What made the sale even more exceptional is the fact that the same work sold in November 2015 at Waddington’s (lot 6) for $30,680. Little’s former auction record was set only last year at Heffel’s fall sale when another early 1950s canvas sold for $85,250. Both sales suggest growth in Little’s market. This is likely influenced by his recent retirement from painting and a 2017 retrospective, City Life from 1951, and book publication by the Alan Klinkhoff Gallery.
Two works by Jock Macdonald and Tom Hodgson of the Painters Eleven group also performed well. Macdonald’s 1956 Pulsing Sound (lot 20) sold two times over its presale low estimate for $31,250. Hodson’s early Non Objective (Bluish) (lot 11) sold almost three times over its presale low estimate for $72,000.
Growth in female art
Female artists are dramatically underrepresented at auction. This fall, 15% of Cowley Abbott’s available lots and 9% of Heffel’s were produced by women. There is, however, a growth trend in the price of many female artists at auction.
Emily Carr continues to be an overall market leader at auction. This fall Carr had three important sales suggesting continued market strength. Cowley Abbott sold a late landscape, Forest Glade (lot 30), for $216,000 and Heffel sold another landscape from the same period, June (lot 115), for $277,250. A third watercolour, South Bay, Skidegate (lot 124), from the late 1920’s sold well over its estimate at Heffel for $811,250.
What sets the earlier watercolour apart from the two late period Carr’s sold the same week? South Bay was painted on the island of Haida Gwaii and during an important period for the artist (when she was exchanging with members of the Group of Seven). The iconic location and period both contribute to the value of the painting.

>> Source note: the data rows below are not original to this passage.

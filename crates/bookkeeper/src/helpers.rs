//! Invariant checking helpers

use crate::error::{LedgerError, Result};
use crate::math::*;
use crate::state::*;
use crate::types::PoolId;
use primitive_types::U256;
use std::collections::BTreeMap;

/// Debt value covered by collateral at the safety-margin price
pub fn is_safe(pool: &CollateralPool, position: &Position) -> Result<bool> {
    Ok(pool.debt_value(position)? <= pool.collateral_value(position)?)
}

/// Zero debt, or debt value at least the pool floor
pub fn respects_debt_floor(pool: &CollateralPool, position: &Position) -> Result<bool> {
    Ok(position.debt_share.is_zero() || pool.debt_value(position)? >= pool.debt_floor)
}

/// Collateral value minus debt value (rad); negative means unsafe
pub fn position_health(pool: &CollateralPool, position: &Position) -> Result<Signed> {
    Signed::difference(pool.collateral_value(position)?, pool.debt_value(position)?)
}

/// Liquidation-path check: confiscation must have lowered the debt share
pub fn ensure_debt_reduced(before: &Position, after: &Position) -> Result<()> {
    if after.debt_share < before.debt_share {
        Ok(())
    } else {
        Err(LedgerError::DebtNotReduced)
    }
}

/// Sum of position debt shares per pool equals the pool aggregate
pub fn debt_shares_conserved(s: &LedgerState) -> bool {
    let mut sums: BTreeMap<PoolId, U256> = BTreeMap::new();
    for ((pool, _), position) in s.positions.iter() {
        let sum = sums.entry(*pool).or_default();
        match add(*sum, position.debt_share) {
            Ok(total) => *sum = total,
            Err(_) => return false,
        }
    }
    s.pools.iter().all(|(id, pool)| sums.remove(id).unwrap_or_default() == pool.total_debt_share)
        && sums.values().all(|sum| sum.is_zero())
}

/// Issued stablecoin equals the sum of free stablecoin balances
pub fn stablecoin_conserved(s: &LedgerState) -> bool {
    sum_values(s.stablecoin.values()) == Some(s.total_stablecoin_issued)
}

/// Unbacked stablecoin equals the sum of per-account bad debt
pub fn bad_debt_conserved(s: &LedgerState) -> bool {
    sum_values(s.system_bad_debt.values()) == Some(s.total_unbacked_stablecoin)
}

/// Every position with debt is safe under its pool's current rate and price
pub fn all_positions_safe(s: &LedgerState) -> bool {
    s.positions.iter().all(|((pool, _), position)| {
        position.debt_share.is_zero() || is_safe(&s.pool(pool), position).unwrap_or(false)
    })
}

/// Count positions that are currently unsafe
pub fn unsafe_count(s: &LedgerState) -> usize {
    s.positions
        .iter()
        .filter(|((pool, _), position)| !is_safe(&s.pool(pool), position).unwrap_or(false))
        .count()
}

fn sum_values<'a>(mut values: impl Iterator<Item = &'a U256>) -> Option<U256> {
    values.try_fold(U256::zero(), |acc, v| acc.checked_add(*v))
}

Another female artist who is quietly establishing her market is Rita Letendre. In 2017 the Art Gallery of Ontario held an important retrospective, Rita Letendre, Fire & Light, that reframed her legacy as not only an important member of the Quebec Automatiste movement but also a pioneering voice of post-war indigenous art.
Letendre’s price at auction has consistently grown over the past couple years. This sale was no exception. A highlight for the artist was the sale at Heffel of an early 1950s work, Lutte (lot 28), that sold two times over it’s presale low estimate for $52,250.

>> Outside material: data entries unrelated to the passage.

//! Checked fixed-point arithmetic - no wrapping, no saturation, no panics
//!
//! Three scales are in use:
//! - wad: 10^18 (collateral amounts, debt shares)
//! - ray: 10^27 (accumulated rates, safety-margin prices)
//! - rad: 10^45 = wad * ray (debt values, stablecoin balances)

use crate::error::{LedgerError, Result};
use core::cmp::Ordering;
use core::fmt;
use core::ops::Neg;
use primitive_types::U256;

pub const WAD: U256 = U256([0x0de0_b6b3_a764_0000, 0, 0, 0]);
pub const RAY: U256 = U256([0x9fd0_803c_e800_0000, 0x033b_2e3c, 0, 0]);
pub const RAD: U256 = U256([0x0b22_a000_0000_0000, 0xe086_b93c_e2f7_68a0, 0x002c_d76f, 0]);

/// Whole units in wad
pub fn wad(n: u64) -> U256 {
    U256::from(n) * WAD
}

/// Whole units in ray
pub fn ray(n: u64) -> U256 {
    U256::from(n) * RAY
}

/// Whole units in rad
pub fn rad(n: u64) -> U256 {
    U256::from(n) * RAD
}

/// Signed 256-bit adjustment, sign-magnitude, bounded to the int256 range
///
/// Zero is never negative, so derived equality is structural.
#[derive(Clone, Copy, Default, PartialEq, Eq, Hash)]
pub struct Signed {
    negative: bool,
    magnitude: U256,
}

impl Signed {
    pub const ZERO: Signed = Signed { negative: false, magnitude: U256([0, 0, 0, 0]) };

    /// 2^255 - 1
    pub const MAX_MAGNITUDE: U256 = U256([u64::MAX, u64::MAX, u64::MAX, i64::MAX as u64]);

    pub fn from_magnitude(negative: bool, magnitude: U256) -> Result<Self> {
        if magnitude > Self::MAX_MAGNITUDE {
            return Err(LedgerError::ArithmeticOverflow);
        }
        Ok(Self { negative: negative && !magnitude.is_zero(), magnitude })
    }

    pub fn positive(magnitude: U256) -> Result<Self> {
        Self::from_magnitude(false, magnitude)
    }

    pub fn negative(magnitude: U256) -> Result<Self> {
        Self::from_magnitude(true, magnitude)
    }

    /// Whole wad units
    pub fn wad(n: i64) -> Self {
        Self::scaled(n, WAD)
    }

    /// Whole ray units
    pub fn ray(n: i64) -> Self {
        Self::scaled(n, RAY)
    }

    fn scaled(n: i64, unit: U256) -> Self {
        // |i64| * 10^27 is far below 2^255
        let magnitude = U256::from(n.unsigned_abs()) * unit;
        Self { negative: n < 0, magnitude }
    }

    /// `a - b` as a signed value
    pub fn difference(a: U256, b: U256) -> Result<Self> {
        if a >= b {
            Self::positive(a - b)
        } else {
            Self::negative(b - a)
        }
    }

    pub fn magnitude(&self) -> U256 {
        self.magnitude
    }

    pub fn is_negative(&self) -> bool {
        self.negative
    }

    pub fn is_positive(&self) -> bool {
        !self.negative && !self.magnitude.is_zero()
    }

    pub fn is_zero(&self) -> bool {
        self.magnitude.is_zero()
    }
}

impl From<i128> for Signed {
    fn from(value: i128) -> Self {
        Self { negative: value < 0, magnitude: U256::from(value.unsigned_abs()) }
    }
}

impl Neg for Signed {
    type Output = Signed;

    fn neg(self) -> Signed {
        Signed { negative: !self.negative && !self.magnitude.is_zero(), magnitude: self.magnitude }
    }
}

impl Ord for Signed {
    fn cmp(&self, other: &Self) -> Ordering {
        match (self.negative, other.negative) {
            (false, false) => self.magnitude.cmp(&other.magnitude),
            (true, true) => other.magnitude.cmp(&self.magnitude),
            (true, false) => Ordering::Less,
            (false, true) => Ordering::Greater,
        }
    }
}

impl PartialOrd for Signed {
    fn partial_cmp(&self, other: &Self) -> Option<Ordering> {
        Some(self.cmp(other))
    }
}

impl fmt::Display for Signed {
    fn fmt(&self, f: &mut fmt::Formatter<'_>) -> fmt::Result {
        if self.negative {
            f.write_str("-")?;
        }
        write!(f, "{}", self.magnitude)
    }
}

impl fmt::Debug for Signed {
    fn fmt(&self, f: &mut fmt::Formatter<'_>) -> fmt::Result {
        write!(f, "Signed({})", self)
    }
}

pub fn add(x: U256, y: U256) -> Result<U256> {
    x.checked_add(y).ok_or(LedgerError::ArithmeticOverflow)
}

pub fn sub(x: U256, y: U256) -> Result<U256> {
    x.checked_sub(y).ok_or(LedgerError::ArithmeticUnderflow)
}

pub fn mul(x: U256, y: U256) -> Result<U256> {
    x.checked_mul(y).ok_or(LedgerError::ArithmeticOverflow)
}

/// Apply a signed delta to an unsigned base
///
/// A negative delta can never raise the result and a positive one can never
/// lower it: the magnitude is added or subtracted with the checked primitives.
pub fn add_signed(x: U256, y: Signed) -> Result<U256> {
    if y.is_negative() {
        sub(x, y.magnitude)
    } else {
        add(x, y.magnitude)
    }
}

pub fn sub_signed(x: U256, y: Signed) -> Result<U256> {
    add_signed(x, -y)
}

/// Unsigned rate times signed amount
///
/// The product must divide back to `x` exactly and fit the int256 range.
pub fn mul_signed(x: U256, y: Signed) -> Result<Signed> {
    if y.is_zero() {
        return Ok(Signed::ZERO);
    }
    let z = mul(x, y.magnitude)?;
    if z / y.magnitude != x {
        return Err(LedgerError::ArithmeticOverflow);
    }
    Signed::from_magnitude(y.negative, z)
}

The Canadian contemporary art market is being led by indigenous artists. This trend extends to contemporary art being sold at auction. At Heffel a recent Lawrence Yuxweluptun painting, Untitled (lot 30), sold two times over its presale low estimate for $55,250. The sale was a new auction record for the artist.
More generally, contemporary art continues to be an area of opportunity for bargain hunters. Unlike the international art market, Canadian contemporary art tends to sell below its normal retail value at auction.
A fantastic John Hartman, Tar Island (lot 64), came to auction at Cowley Abbott. The painting has a great date (2001) and highlights the artist’s aesthetic (soft brushy skies, impasto landscape). The work did well and sold between it’s presale estimate for $9,000. Another great find was an Evan Penny, Back of Danny #3 (lot 46), hanging sculpture that sold at Heffel for $28,125.
The next live auction cycle will take place in spring 2021.